Claude Sonnet 4.5 result:

---
Conclusion
Gemini 3 Pro shows:
- Leading performance in multimodal reasoning and long-context processing
- Competitive coding abilities
- Flexibility via thinking-level adjustment
For creators and researchers:
- Leverage platforms like AiToEarn官网 for multi-platform publishing, analytics, and monetization
- AI-assisted workflows — from transcription and benchmarks to creative generation — can be streamlined into single-source publishing across Douyin, Kwai, WeChat, Bilibili, Facebook, LinkedIn, YouTube, Pinterest, and X.
---
Spot Check: Results appear consistent and plausible, though timestamp accuracy for transcripts needs improvement.
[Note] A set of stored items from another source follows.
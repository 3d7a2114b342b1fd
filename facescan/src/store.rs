use std::collections::{BTreeMap, HashMap};
use std::path::{Path, PathBuf};
use std::sync::{Mutex, MutexGuard};

use chrono::{DateTime, Utc};

use crate::codec::{decode_embedding, encode_embedding};
use crate::types::{
    BoundingBox, FaceId, FaceRecord, NewFace, NewPhoto, PersonId, PersonIdentity, PersonUpdate, Photo,
    PhotoId,
};
use crate::{ScanError, ScanResult};

/// Persistence for photos, faces, identities and their links.
///
/// Implementations must keep referential integrity: deleting a photo
/// deletes its faces and their links; deleting an identity deletes only
/// its links; a face links to at most one identity.
///
/// Implementations must be safe for concurrent use.
/// Use [`MemoryStore`] for in-memory storage (testing/ephemeral).
pub trait GalleryStore: Send + Sync {
    /// Looks up a photo by its path.
    fn photo_by_path(&self, path: &Path) -> ScanResult<Option<Photo>>;

    /// Inserts a photo, or refreshes hash and size of the photo at the
    /// same path. Returns the photo's id either way.
    fn upsert_photo(&self, photo: NewPhoto) -> ScanResult<PhotoId>;

    /// Deletes a photo with its faces and their links.
    fn delete_photo(&self, id: PhotoId) -> ScanResult<()>;

    /// Stores a face on an existing photo.
    fn insert_face(&self, face: NewFace) -> ScanResult<FaceId>;

    fn face(&self, id: FaceId) -> ScanResult<Option<FaceRecord>>;

    fn faces_for_photo(&self, photo: PhotoId) -> ScanResult<Vec<FaceRecord>>;

    /// Deletes every face of a photo. Returns how many were removed.
    fn delete_faces_for_photo(&self, photo: PhotoId) -> ScanResult<usize>;

    /// Deletes a face and its link.
    fn delete_face(&self, id: FaceId) -> ScanResult<()>;

    /// Faces with no identity link, in id order.
    fn unassigned_faces(&self) -> ScanResult<Vec<FaceRecord>>;

    fn create_person(
        &self,
        name: &str,
        notes: Option<&str>,
        representative: Option<FaceId>,
    ) -> ScanResult<PersonId>;

    fn update_person(&self, id: PersonId, update: PersonUpdate) -> ScanResult<()>;

    /// Deletes an identity and its links. Its faces stay, unassigned.
    fn delete_person(&self, id: PersonId) -> ScanResult<()>;

    fn person(&self, id: PersonId) -> ScanResult<Option<PersonIdentity>>;

    /// All identities ordered by name, then id.
    fn persons(&self) -> ScanResult<Vec<PersonIdentity>>;

    /// Links a face to an identity, replacing any previous link.
    fn assign_face(&self, face: FaceId, person: PersonId) -> ScanResult<()>;

    /// Removes a face's link. No error if it had none.
    fn unassign_face(&self, face: FaceId) -> ScanResult<()>;

    /// Faces linked to an identity, in id order.
    fn faces_for_person(&self, person: PersonId) -> ScanResult<Vec<FaceRecord>>;

    fn person_for_face(&self, face: FaceId) -> ScanResult<Option<PersonIdentity>>;

    fn mark_folder_scanned(&self, folder: &Path, at: DateTime<Utc>) -> ScanResult<()>;

    fn folder_scanned_at(&self, folder: &Path) -> ScanResult<Option<DateTime<Utc>>>;

    /// Every `(identity, embedding)` pair across all identities. Faces
    /// without an embedding are left out.
    fn known_embeddings(&self) -> ScanResult<Vec<(PersonId, Vec<f32>)>> {
        let mut known = Vec::new();
        for person in self.persons()? {
            for face in self.faces_for_person(person.id)? {
                if let Some(emb) = face.embedding {
                    known.push((person.id, emb));
                }
            }
        }
        Ok(known)
    }
}

/// In-memory [`GalleryStore`] implementation.
/// Data is lost on restart. Suitable for testing or ephemeral use.
///
/// Embeddings are kept as encoded blobs, the way a database column would
/// hold them.
pub struct MemoryStore {
    inner: Mutex<MemoryStoreInner>,
}

struct FaceRow {
    photo_id: PhotoId,
    bbox: BoundingBox,
    embedding: Option<Vec<u8>>,
    confidence: f32,
    thumbnail: Option<Vec<u8>>,
}

#[derive(Default)]
struct MemoryStoreInner {
    photos: BTreeMap<PhotoId, Photo>,
    faces: BTreeMap<FaceId, FaceRow>,
    persons: BTreeMap<PersonId, PersonIdentity>,
    links: BTreeMap<FaceId, PersonId>,
    folders: HashMap<PathBuf, DateTime<Utc>>,
    seq: i64,
}

impl MemoryStoreInner {
    fn next_id(&mut self) -> i64 {
        self.seq += 1;
        self.seq
    }

    fn record(&self, id: FaceId, row: &FaceRow) -> ScanResult<FaceRecord> {
        let embedding = match &row.embedding {
            Some(blob) => Some(decode_embedding(blob)?),
            None => None,
        };
        Ok(FaceRecord {
            id,
            photo_id: row.photo_id,
            bbox: row.bbox,
            embedding,
            confidence: row.confidence,
            thumbnail: row.thumbnail.clone(),
        })
    }

    fn remove_face(&mut self, id: FaceId) {
        self.faces.remove(&id);
        self.links.remove(&id);
        for p in self.persons.values_mut() {
            if p.representative == Some(id) {
                p.representative = None;
            }
        }
    }
}

impl MemoryStore {
    pub fn new() -> Self {
        Self {
            inner: Mutex::new(MemoryStoreInner::default()),
        }
    }

    fn lock(&self) -> ScanResult<MutexGuard<'_, MemoryStoreInner>> {
        self.inner.lock().map_err(|e| ScanError::Store(e.to_string()))
    }
}

impl Default for MemoryStore {
    fn default() -> Self {
        Self::new()
    }
}

impl GalleryStore for MemoryStore {
    fn photo_by_path(&self, path: &Path) -> ScanResult<Option<Photo>> {
        let inner = self.lock()?;
        Ok(inner.photos.values().find(|p| p.path == path).cloned())
    }

    fn upsert_photo(&self, photo: NewPhoto) -> ScanResult<PhotoId> {
        let mut inner = self.lock()?;
        let now = Utc::now();
        if let Some(existing) = inner.photos.values_mut().find(|p| p.path == photo.path) {
            existing.content_hash = photo.content_hash;
            existing.file_size = photo.file_size;
            existing.indexed_at = now;
            return Ok(existing.id);
        }
        let id = PhotoId(inner.next_id());
        inner.photos.insert(
            id,
            Photo {
                id,
                path: photo.path,
                content_hash: photo.content_hash,
                file_size: photo.file_size,
                indexed_at: now,
            },
        );
        Ok(id)
    }

    fn delete_photo(&self, id: PhotoId) -> ScanResult<()> {
        let mut inner = self.lock()?;
        inner.photos.remove(&id);
        let owned: Vec<FaceId> = inner
            .faces
            .iter()
            .filter(|(_, f)| f.photo_id == id)
            .map(|(fid, _)| *fid)
            .collect();
        for fid in owned {
            inner.remove_face(fid);
        }
        Ok(())
    }

    fn insert_face(&self, face: NewFace) -> ScanResult<FaceId> {
        let mut inner = self.lock()?;
        if !inner.photos.contains_key(&face.photo_id) {
            return Err(ScanError::Store(format!("{} does not exist", face.photo_id)));
        }
        let id = FaceId(inner.next_id());
        inner.faces.insert(
            id,
            FaceRow {
                photo_id: face.photo_id,
                bbox: face.bbox,
                embedding: face.embedding.as_deref().map(encode_embedding),
                confidence: face.confidence,
                thumbnail: face.thumbnail,
            },
        );
        Ok(id)
    }

    fn face(&self, id: FaceId) -> ScanResult<Option<FaceRecord>> {
        let inner = self.lock()?;
        match inner.faces.get(&id) {
            Some(row) => Ok(Some(inner.record(id, row)?)),
            None => Ok(None),
        }
    }

    fn faces_for_photo(&self, photo: PhotoId) -> ScanResult<Vec<FaceRecord>> {
        let inner = self.lock()?;
        inner
            .faces
            .iter()
            .filter(|(_, row)| row.photo_id == photo)
            .map(|(id, row)| inner.record(*id, row))
            .collect()
    }

    fn delete_faces_for_photo(&self, photo: PhotoId) -> ScanResult<usize> {
        let mut inner = self.lock()?;
        let owned: Vec<FaceId> = inner
            .faces
            .iter()
            .filter(|(_, f)| f.photo_id == photo)
            .map(|(fid, _)| *fid)
            .collect();
        for fid in &owned {
            inner.remove_face(*fid);
        }
        Ok(owned.len())
    }

    fn delete_face(&self, id: FaceId) -> ScanResult<()> {
        let mut inner = self.lock()?;
        inner.remove_face(id);
        Ok(())
    }

    fn unassigned_faces(&self) -> ScanResult<Vec<FaceRecord>> {
        let inner = self.lock()?;
        inner
            .faces
            .iter()
            .filter(|(id, _)| !inner.links.contains_key(*id))
            .map(|(id, row)| inner.record(*id, row))
            .collect()
    }

    fn create_person(
        &self,
        name: &str,
        notes: Option<&str>,
        representative: Option<FaceId>,
    ) -> ScanResult<PersonId> {
        let mut inner = self.lock()?;
        let id = PersonId(inner.next_id());
        inner.persons.insert(
            id,
            PersonIdentity {
                id,
                name: name.to_string(),
                notes: notes.map(str::to_string),
                representative,
                created_at: Utc::now(),
            },
        );
        Ok(id)
    }

    fn update_person(&self, id: PersonId, update: PersonUpdate) -> ScanResult<()> {
        let mut inner = self.lock()?;
        let person = inner
            .persons
            .get_mut(&id)
            .ok_or_else(|| ScanError::Store(format!("{id} does not exist")))?;
        if let Some(name) = update.name {
            person.name = name;
        }
        if let Some(notes) = update.notes {
            person.notes = Some(notes);
        }
        if let Some(face) = update.representative {
            person.representative = Some(face);
        }
        Ok(())
    }

    fn delete_person(&self, id: PersonId) -> ScanResult<()> {
        let mut inner = self.lock()?;
        inner.persons.remove(&id);
        inner.links.retain(|_, p| *p != id);
        Ok(())
    }

    fn person(&self, id: PersonId) -> ScanResult<Option<PersonIdentity>> {
        let inner = self.lock()?;
        Ok(inner.persons.get(&id).cloned())
    }

    fn persons(&self) -> ScanResult<Vec<PersonIdentity>> {
        let inner = self.lock()?;
        let mut all: Vec<PersonIdentity> = inner.persons.values().cloned().collect();
        all.sort_by(|a, b| a.name.cmp(&b.name).then(a.id.cmp(&b.id)));
        Ok(all)
    }

    fn assign_face(&self, face: FaceId, person: PersonId) -> ScanResult<()> {
        let mut inner = self.lock()?;
        if !inner.faces.contains_key(&face) {
            return Err(ScanError::Store(format!("{face} does not exist")));
        }
        if !inner.persons.contains_key(&person) {
            return Err(ScanError::Store(format!("{person} does not exist")));
        }
        inner.links.insert(face, person);
        Ok(())
    }

    fn unassign_face(&self, face: FaceId) -> ScanResult<()> {
        let mut inner = self.lock()?;
        inner.links.remove(&face);
        Ok(())
    }

    fn faces_for_person(&self, person: PersonId) -> ScanResult<Vec<FaceRecord>> {
        let inner = self.lock()?;
        inner
            .links
            .iter()
            .filter(|(_, p)| **p == person)
            .filter_map(|(fid, _)| inner.faces.get(fid).map(|row| (fid, row)))
            .map(|(fid, row)| inner.record(*fid, row))
            .collect()
    }

    fn person_for_face(&self, face: FaceId) -> ScanResult<Option<PersonIdentity>> {
        let inner = self.lock()?;
        Ok(inner
            .links
            .get(&face)
            .and_then(|p| inner.persons.get(p))
            .cloned())
    }

    fn mark_folder_scanned(&self, folder: &Path, at: DateTime<Utc>) -> ScanResult<()> {
        let mut inner = self.lock()?;
        inner.folders.insert(folder.to_path_buf(), at);
        Ok(())
    }

    fn folder_scanned_at(&self, folder: &Path) -> ScanResult<Option<DateTime<Utc>>> {
        let inner = self.lock()?;
        Ok(inner.folders.get(folder).copied())
    }
}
Cost tracking: Example uses ranged from $0.0568 for alt-text tasks to $1.42 for multi-hour audio transcription.
---
Would you like me to create a condensed, one-page summary version of these findings for quick stakeholder review alongside this detailed markdown? That would help balance this deep dive with an executive-friendly snapshot.